Há 40 anos apoiando pequenos guerreiros
O Núcleo de Apoio à Criança com Câncer (NACC) segue há quatro décadas atuando para que crianças e adolescentes em tratamentos oncológicos tenham dignidade na busca pela cura
Dar abrigo digno para crianças e adolescentes que passam por tratamento oncológico. Essa é a missão principal do Núcleo de Apoio à Criança com Câncer (NACC), na Zona Norte do Recife. Há 40 anos, o espaço é um lar para os pequenos que vêm para os hospitais da capital pernambucana.
“O Nacc tem como missão prestar apoio e atendimento global para que toda criança com diagnóstico de câncer, que não tenha moradia em Recife nem recursos financeiros para fazer tratamento, porque o câncer não escolhe local, cor ou sexo”, explica a diretora-presidente do Nacc, Arli Pedrosa.
Ainda de acordo com ela, a instituição oferece acolhimento para as crianças, que são auxiliadas com alimentação, transporte, atendimento odontológico, fisioterapia, nutrição, serviço social e educação.
A entidade atende pacientes diagnosticados com câncer tratados em alguns hospitais no Recife: Imip, Oswaldo Cruz, Hospital do Câncer, Hemope e Hospital Português. Cerca de 120 crianças e acompanhantes são acolhidos diariamente.
“Tudo que uma criança normal tem quando não está em tratamento, a gente procura oferecer para que ela enfrente o tratamento com dignidade, que ela consiga ficar curada e consiga voltar para o seu mundinho real”, acrescenta a diretora-presidente.
Como surgiu
O Nacc foi criado em 1985. À época, a maioria da população que vinha para fazer tratamento de câncer em Recife, era do interior e de família de baixa renda, explica a diretora-presidente do Nacc, Arli Pedrosa.
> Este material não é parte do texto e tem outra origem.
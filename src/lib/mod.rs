//! Implementations that are useful accross the whole project
//!
//! Calendar geometry, the schedule model and the store that edits it

pub mod board;
pub mod calendar;
pub mod date;
pub mod schedule;
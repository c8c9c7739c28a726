//! Grid geometry: the rolling 12-month window and its seasons
//!
//! The window models a growing-season year rather than a calendar year.
//! Starting from a configured month of the reference year, it runs for
//! twelve months; months earlier in the calendar than the start month
//! belong to the following year.
//!
//! Week counts are computed once when the window is built and kept in a
//! lookup table, so the geometry stays stable for the whole session.

use std::fmt;

use crate::lib::date::{weeks_in_month, Month};

/// One column group of the grid
#[derive(Debug, Clone, Copy, PartialEq, Eq)]
pub struct MonthInfo {
    pub month: Month,
    /// calendar year this occurrence of the month falls in
    pub year: i32,
    /// number of week columns, `4..=6`
    pub weeks: u8,
    /// position in the rolling window, `0..12`
    pub position: usize,
}

#[derive(Debug, Clone, Copy, PartialEq, Eq)]
pub enum Hemisphere {
    Southern,
    Northern,
}

#[derive(Debug, Clone, Copy, PartialEq, Eq)]
pub enum SeasonName {
    Summer,
    Autumn,
    Winter,
    Spring,
}

impl fmt::Display for SeasonName {
    fn fmt(&self, f: &mut fmt::Formatter<'_>) -> fmt::Result {
        write!(f, "{:?}", self)
    }
}

impl SeasonName {
    /// Meteorological season of a month
    pub fn of(month: Month, hemisphere: Hemisphere) -> Self {
        use Month::*;
        use SeasonName::*;
        let southern = match month {
            Dec | Jan | Feb => Summer,
            Mar | Apr | May => Autumn,
            Jun | Jul | Aug => Winter,
            Sep | Oct | Nov => Spring,
        };
        match hemisphere {
            Hemisphere::Southern => southern,
            Hemisphere::Northern => southern.opposite(),
        }
    }

    fn opposite(self) -> Self {
        use SeasonName::*;
        match self {
            Summer => Winter,
            Autumn => Spring,
            Winter => Summer,
            Spring => Autumn,
        }
    }
}

/// Consecutive months of the window that share a season
#[derive(Debug, Clone, PartialEq, Eq)]
pub struct Season {
    pub name: SeasonName,
    pub months: Vec<Month>,
}

/// The rolling window, immutable once built
#[derive(Debug, Clone)]
pub struct Calendar {
    year: i32,
    start: Month,
    months: Vec<MonthInfo>,
    seasons: Vec<Season>,
}

impl Calendar {
    /// Build the twelve months starting at `start` of `year`
    pub fn rolling(year: i32, start: Month, hemisphere: Hemisphere) -> Self {
        let months = (0..12)
            .map(|position| {
                let month = start.shift(position);
                let year = if month >= start { year } else { year + 1 };
                MonthInfo {
                    month,
                    year,
                    weeks: weeks_in_month(year, month),
                    position,
                }
            })
            .collect::<Vec<_>>();
        let seasons = group_seasons(&months, hemisphere);
        let cal = Self { year, start, months, seasons };
        log::info!(
            "Calendar {}-{}: {} week columns in {} seasons",
            start,
            year,
            cal.total_weeks(),
            cal.seasons.len(),
        );
        cal
    }

    /// Reference year (the year of the first month)
    pub fn year(&self) -> i32 {
        self.year
    }

    /// First month of the window
    pub fn start(&self) -> Month {
        self.start
    }

    /// Months in window order
    pub fn months(&self) -> &[MonthInfo] {
        &self.months
    }

    /// Seasons in window order
    pub fn seasons(&self) -> &[Season] {
        &self.seasons
    }

    /// Week count of a month in this window
    pub fn weeks(&self, month: Month) -> u8 {
        self.info(month).weeks
    }

    /// Column group of `month`
    pub fn info(&self, month: Month) -> &MonthInfo {
        // every month occurs exactly once in the window
        let position = (month as usize + 12 - self.start as usize) % 12;
        &self.months[position]
    }

    /// Whether `week` is a column of `month`
    pub fn contains(&self, month: Month, week: u8) -> bool {
        (1..=self.weeks(month)).contains(&week)
    }

    /// Total number of week columns of a season
    pub fn season_weeks(&self, season: &Season) -> u32 {
        season.months.iter().map(|m| self.weeks(*m) as u32).sum()
    }

    /// Total number of week columns of the window
    pub fn total_weeks(&self) -> u32 {
        self.months.iter().map(|m| m.weeks as u32).sum()
    }
}

fn group_seasons(months: &[MonthInfo], hemisphere: Hemisphere) -> Vec<Season> {
    let mut seasons: Vec<Season> = Vec::new();
    for info in months {
        let name = SeasonName::of(info.month, hemisphere);
        match seasons.last_mut() {
            Some(season) if season.name == name => season.months.push(info.month),
            _ => seasons.push(Season { name, months: vec![info.month] }),
        }
    }
    seasons
}

#[cfg(test)]
mod test {
    use super::*;
    use crate::lib::date::Month::*;

    #[test]
    fn rolling_years() {
        let cal = Calendar::rolling(2025, Jul, Hemisphere::Southern);
        let m = cal.months();
        assert_eq!(m.len(), 12);
        assert_eq!((m[0].month, m[0].year), (Jul, 2025));
        assert_eq!((m[5].month, m[5].year), (Dec, 2025));
        assert_eq!((m[6].month, m[6].year), (Jan, 2026));
        assert_eq!((m[11].month, m[11].year), (Jun, 2026));
        for (i, info) in m.iter().enumerate() {
            assert_eq!(info.position, i);
            assert_eq!(cal.info(info.month), info);
        }
    }

    #[test]
    fn calendar_year_window() {
        let cal = Calendar::rolling(2024, Jan, Hemisphere::Northern);
        assert!(cal.months().iter().all(|m| m.year == 2024));
        assert_eq!(cal.months()[11].month, Dec);
    }

    #[test]
    fn lookup_matches_computation() {
        let cal = Calendar::rolling(2025, Jul, Hemisphere::Southern);
        assert_eq!(cal.weeks(Jul), 5);
        assert_eq!(cal.weeks(Aug), 4);
        assert_eq!(cal.weeks(Jan), weeks_in_month(2026, Jan));
        assert!(cal.contains(Jul, 5));
        assert!(!cal.contains(Aug, 5));
        assert!(!cal.contains(Aug, 0));
        assert_eq!(
            cal.total_weeks(),
            cal.months().iter().map(|m| m.weeks as u32).sum::<u32>()
        );
    }

    macro_rules! season {
        ( $name:ident : $( $m:ident ),* ) => {
            Season { name: SeasonName::$name, months: vec![$( $m ),*] }
        };
    }

    #[test]
    fn southern_seasons() {
        let cal = Calendar::rolling(2025, Jul, Hemisphere::Southern);
        assert_eq!(
            cal.seasons(),
            &[
                season!(Winter: Jul, Aug),
                season!(Spring: Sep, Oct, Nov),
                season!(Summer: Dec, Jan, Feb),
                season!(Autumn: Mar, Apr, May),
                season!(Winter: Jun),
            ][..]
        );
        let widths = cal.seasons().iter().map(|s| cal.season_weeks(s)).sum::<u32>();
        assert_eq!(widths, cal.total_weeks());
    }

    #[test]
    fn northern_seasons() {
        let cal = Calendar::rolling(2025, Jan, Hemisphere::Northern);
        assert_eq!(
            cal.seasons(),
            &[
                season!(Winter: Jan, Feb),
                season!(Spring: Mar, Apr, May),
                season!(Summer: Jun, Jul, Aug),
                season!(Autumn: Sep, Oct, Nov),
                season!(Winter: Dec),
            ][..]
        );
    }
}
“O Nacc surgiu pela necessidade de um espaço para as crianças que viessem para hospitais do Recife. Essas crianças vinham, recebiam o diagnóstico, mas, fatalmente, abandonavam o tratamento porque não tinha um local onde elas pudessem receber acolhimento, albergar, se alimentar e elas voltavam para o interior e não retornavam para as consultas”, diz Arli.
Segundo informações da instituição, a taxa de abandono do tratamento por parte de pacientes do interior de Pernambuco chegava a 30%. Foi então que a ideia do Nacc foi pensada pelo oncologista Francisco Pedrosa, responsável à época pela oncologia pediátrica do Barão de Lucena, na Zona Oeste do Recife.
“Ele fez um estágio em Nova York e viu como as coisas funcionavam lá. Então foi organizado um grupo de pessoas interessadas em colaborar com a causa do câncer infantil e foi criado o Nacc. O passo seguinte seria como conseguir concretizar esse sonho”, acrescenta Arli.
No presente
Hoje, quatro décadas depois, o sonho não só é concreto como bem sucedido: 8.659 usuários já foram atendidos pela entidade, sendo 6.527 pernambucanos e 2.132 de outros estados.
Do total de pernambucanos atendidos, 60% são do interior e 40% do Grande Recife, ainda segundo a organização. Além disso, o atual o índice de abandono é de menos de 1%, conforme destaca o Nacc.
“É muito importante ver uma criança dizer: ‘Terminei meu tratamento, estou indo para casa’, ver que conseguimos apoiar aquela família e no final deu certo, ela voltou para sua casa, para sua vidinha, para sua escola. Esses resultados são uma recompensa emocional do trabalho que fazemos”, conta Arli, emocionada.
Ela destaca, ainda, a experiência pessoal de fazer parte da organização, descrita como “um divisor de águas”. Diretora-presidente há 30 anos, Arli relembra que chegou ao Nacc como voluntária e se envolveu com o trabalho.
Ao longo da existência, para além do combate ao cenário de abandono do tratamento oncológico infantil, o principal desafio do Nacc é a própria existência, destaca Arli.
“O maior desafio é manter funcionando. São 40 anos e todo dia é um desafio. Procuramos pensar em como vamos fazer o Nacc funcionar, como vamos olhar para as mães e crianças e dizer que vai dar tudo certo, que não vai faltar nada. É uma instituição que busca e depende de doações, mas mantém um equilíbrio financeiro”, comenta.
Apesar dos desafios, Arli afirma com entusiasmo que o Nacc quer continuar promovendo um trabalho tão importante para as crianças e adolescentes que precisam desse apoio.
“Esperamos viver 200 anos prestando apoio. Que venham pessoas novas, com novas ideias que possam continuar o trabalho, porque diagnóstico de câncer vai existir, crianças e famílias que precisam de acolhimento vão continuar existindo. Esperamos que o Nacc siga firme, mantendo o padrão de atendimento e a dignidade de quem busca apoio”, finaliza.